To complete system expansion, you must run gpexpand to redistribute data tables across the newly added segments. Depending on the size and scale of your system, redistribution can be accomplished in a single session during low-use hours, or you can divide the process into batches over an extended period. Each table or partition is unavailable for read or write operations during redistribution. As each table is redistributed across the new segments, database performance should incrementally improve until it exceeds pre-expansion performance levels.
In a typical operation, you run the gpexpand utility four times with different options during the complete expansion process.
- To interactively create an expansion input
gpexpand -f hosts_file
- To initialize segments and create expansion
gpexpand -i input_file -D database_name
- To redistribute
gpexpand -d duration
- To remove the expansion schema:
You may need to run gpexpand several times to complete the expansion in large-scale systems that require multiple redistribution sessions. gpexpand can benefit from explicit table redistribution ranking; see Planning Table Redistribution.
For information about the gpexpand utility and the other utilities that are used for system expansion, see the Greenplum Database Utility Guide.
System Expansion Checklist
Online Pre-Expansion Tasks* System is up and available
|Devise and execute a plan for ordering, building, and networking new hardware platforms.|
|Devise a database expansion plan. Map the number of segments per host, schedule the offline period for testing performance and creating the expansion schema, and schedule the intervals for table redistribution.|
|Perform a complete schema dump.|
|Install Greenplum Database binaries on new hosts.|
|Copy SSH keys to the new hosts (gpssh-exkeys).|
|Validate the operating system environment of the new hardware (gpcheck).|
|Validate disk I/O and memory bandwidth of the new hardware (gpcheckperf).|
|Validate that the master data directory has no extremely large files in the pg_log or gpperfmon/data directories.|
|Validate that there are no catalog issues (gpcheckcat).|
|Prepare an expansion input file (gpexpand).|
Offline Expansion Tasks* The system is locked and unavailable to all user activity during this process.
|Validate the operating system environment of the combined existing and new hardware (gpcheck).|
|Validate disk I/O and memory bandwidth of the combined existing and new hardware (gpcheckperf).|
|Initialize new segments into the array and create an expansion schema (gpexpand-i input_file).|
Online Expansion and Table Redistribution* System is up and available
|Before you start table redistribution, stop any automated snapshot processes or other processes that consume disk space.|
|Redistribute tables through the expanded system (gpexpand).|
|Remove expansion schema (gpexpand -c).|
|Run analyze to update distribution statistics.
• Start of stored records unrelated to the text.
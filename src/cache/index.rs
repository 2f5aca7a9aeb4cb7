//! Per-connection metadata index.
//!
//! One JSON file per connection maps cache keys to when they were written
//! and how long they live:
//!
//! ```json
//! {
//!   "version": 1,
//!   "entries": {
//!     "photos/cat.jpg@@9f86...@@e": {
//!       "created_at": 1760000000,
//!       "ttl_seconds": 3600,
//!       "size": 18231
//!     }
//!   }
//! }
//! ```
//!
//! A missing, unreadable or older-version file loads as an empty index; the
//! next audit rebuilds it from the backend listing where one exists. Saves
//! go through a temp file and a rename, so a crash never leaves a torn
//! index behind.

use log::{debug, warn};
use serde::{Deserialize, Serialize};
use std::collections::BTreeMap;
use std::fs;
use std::path::{Path, PathBuf};

/// Bump when the index format changes.
pub const INDEX_VERSION: u32 = 1;

#[derive(Debug, Clone, Copy, PartialEq, Eq, Serialize, Deserialize)]
pub struct EntryMeta {
    /// Unix seconds.
    pub created_at: u64,
    /// `-1` never expires.
    pub ttl_seconds: i64,
    pub size: u64,
}

impl EntryMeta {
    pub fn is_expired(&self, now: u64) -> bool {
        self.ttl_seconds > 0 && now.saturating_sub(self.created_at) > self.ttl_seconds as u64
    }
}

#[derive(Debug, Clone, Default, PartialEq, Serialize, Deserialize)]
pub struct CacheIndex {
    pub version: u32,
    pub entries: BTreeMap<String, EntryMeta>,
}

impl CacheIndex {
    pub fn empty() -> Self {
        Self {
            version: INDEX_VERSION,
            entries: BTreeMap::new(),
        }
    }

    pub fn path_for(state_dir: &Path, connection: &str) -> PathBuf {
        let safe: String = connection
            .chars()
            .map(|c| if c.is_ascii_alphanumeric() || c == '-' || c == '_' { c } else { '_' })
            .collect();
        state_dir.join(format!("{safe}.index.json"))
    }

    /// Load from disk. Missing, corrupt or version-mismatched files give an
    /// empty index.
    pub fn load(path: &Path) -> Self {
        let content = match fs::read_to_string(path) {
            Ok(c) => c,
            Err(_) => return Self::empty(),
        };
        match serde_json::from_str::<Self>(&content) {
            Ok(index) if index.version == INDEX_VERSION => {
                debug!("Loaded {} index entries from {}", index.entries.len(), path.display());
                index
            }
            Ok(index) => {
                warn!(
                    "Index {} has version {}, expected {INDEX_VERSION}; starting empty",
                    path.display(),
                    index.version
                );
                Self::empty()
            }
            Err(e) => {
                warn!("Index {} is unreadable ({e}); starting empty", path.display());
                Self::empty()
            }
        }
    }

    pub fn save(&self, path: &Path) -> std::io::Result<()> {
        if let Some(parent) = path.parent() {
            fs::create_dir_all(parent)?;
        }
        let json = serde_json::to_string_pretty(self)?;
        let tmp = path.with_extension("json.tmp");
        fs::write(&tmp, json)?;
        fs::rename(&tmp, path)
    }

    pub fn get(&self, key: &str) -> Option<&EntryMeta> {
        self.entries.get(key)
    }

    pub fn insert(&mut self, key: impl Into<String>, meta: EntryMeta) {
        self.entries.insert(key.into(), meta);
    }

    pub fn remove(&mut self, key: &str) -> Option<EntryMeta> {
        self.entries.remove(key)
    }

    pub fn len(&self) -> usize {
        self.entries.len()
    }

    pub fn is_empty(&self) -> bool {
        self.entries.is_empty()
    }

    /// Keys that start with `prefix`, in key order.
    pub fn keys_with_prefix<'a>(&'a self, prefix: &'a str) -> impl Iterator<Item = &'a str> + 'a {
        self.entries
            .range::<str, _>((std::ops::Bound::Included(prefix), std::ops::Bound::Unbounded))
            .map(|(k, _)| k.as_str())
            .take_while(move |k| k.starts_with(prefix))
    }
}

#[cfg(test)]
mod tests {
    use super::*;
    use tempfile::TempDir;

    fn meta(created_at: u64, ttl_seconds: i64) -> EntryMeta {
        EntryMeta {
            created_at,
            ttl_seconds,
            size: 10,
        }
    }

    #[test]
    fn expiry() {
        assert!(!meta(100, -1).is_expired(u64::MAX));
        assert!(!meta(100, 10).is_expired(110));
        assert!(meta(100, 10).is_expired(111));
        // clock skew never expires a fresh entry
        assert!(!meta(100, 10).is_expired(50));
    }

    #[test]
    fn save_and_load_roundtrip() {
        let tmp = TempDir::new().unwrap();
        let path = CacheIndex::path_for(tmp.path(), "local");
        let mut index = CacheIndex::empty();
        index.insert("a@@x@@p", meta(1, -1));
        index.insert("b@@y@@e", meta(2, 60));
        index.save(&path).unwrap();

        let loaded = CacheIndex::load(&path);
        assert_eq!(loaded, index);
        assert!(!path.with_extension("json.tmp").exists());
    }

    #[test]
    fn missing_file_loads_empty() {
        let tmp = TempDir::new().unwrap();
        let loaded = CacheIndex::load(&tmp.path().join("none.index.json"));
        assert!(loaded.is_empty());
        assert_eq!(loaded.version, INDEX_VERSION);
    }

    #[test]
    fn corrupt_file_loads_empty() {
        let tmp = TempDir::new().unwrap();
        let path = tmp.path().join("bad.index.json");
        fs::write(&path, "{ nope").unwrap();
        assert!(CacheIndex::load(&path).is_empty());
    }

    #[test]
    fn version_mismatch_loads_empty() {
        let tmp = TempDir::new().unwrap();
        let path = tmp.path().join("old.index.json");
        let mut index = CacheIndex::empty();
        index.version = INDEX_VERSION + 1;
        index.insert("k", meta(1, -1));
        index.save(&path).unwrap();
        assert!(CacheIndex::load(&path).is_empty());
    }

    #[test]
    fn connection_names_are_sanitized() {
        let path = CacheIndex::path_for(Path::new("/state"), "../evil name");
        assert_eq!(path, Path::new("/state/___evil_name.index.json"));
    }

    #[test]
    fn prefix_lookup() {
        let mut index = CacheIndex::empty();
        for key in ["a/x.jpg@@1@@p", "a/x.jpg@@2@@e", "a/x.jpgz@@3@@p", "a/y.jpg@@4@@p", "0@@5@@p"] {
            index.insert(key, meta(0, -1));
        }
        let hits: Vec<_> = index.keys_with_prefix("a/x.jpg@@").collect();
        assert_eq!(hits, ["a/x.jpg@@1@@p", "a/x.jpg@@2@@e"]);
    }

    #[test]
    fn record_serializes_to_three_fields() {
        let value = serde_json::to_value(meta(1_760_000_000, 3600)).unwrap();
        let mut fields: Vec<_> = value.as_object().unwrap().keys().cloned().collect();
        fields.sort();
        assert_eq!(fields, ["created_at", "size", "ttl_seconds"]);
    }
}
During the expansion, use gpexpand -a, and post-expansion, use analyze.
Planning New Hardware Platforms
A deliberate, thorough approach to deploying compatible hardware greatly minimizes risk to the expansion process.
Hardware resources and configurations for new segment hosts should match those of the existing hosts. Work with Greenplum Platform Engineering before making a hardware purchase to expand Greenplum Database.
The steps to plan and set up new hardware platforms vary for each deployment. Some considerations include how to:
- Prepare the physical space for the new hardware; consider cooling, power supply, and other physical factors.
- Determine the physical networking and cabling required to connect the new and existing hardware.
- Map the existing IP address spaces and developing a networking plan for the expanded system.
- Capture the system configuration (users, profiles, NICs, and so on) from existing hardware to use as a detailed list for ordering new hardware.
- Create a custom build plan for deploying hardware with the desired configuration in the particular site and environment.
After selecting and adding new hardware to your network environment, ensure you perform the burn-in tasks described in Verifying OS Settings.
Planning New Segment Initialization
Expanding Greenplum Database requires a limited period of system down time. During this period, run gpexpand to initialize new segments into the array and create an expansion schema.
The time required depends on the number of schema objects in the Greenplum system and other factors related to hardware performance. In most environments, the initialization of new segments requires less than thirty minutes offline.
Planning Mirror Segments
If your existing array has mirror segments, the new segments must have mirroring configured. If there are no mirrors configured for existing segments, you cannot add mirrors to new hosts with the gpexpand utility.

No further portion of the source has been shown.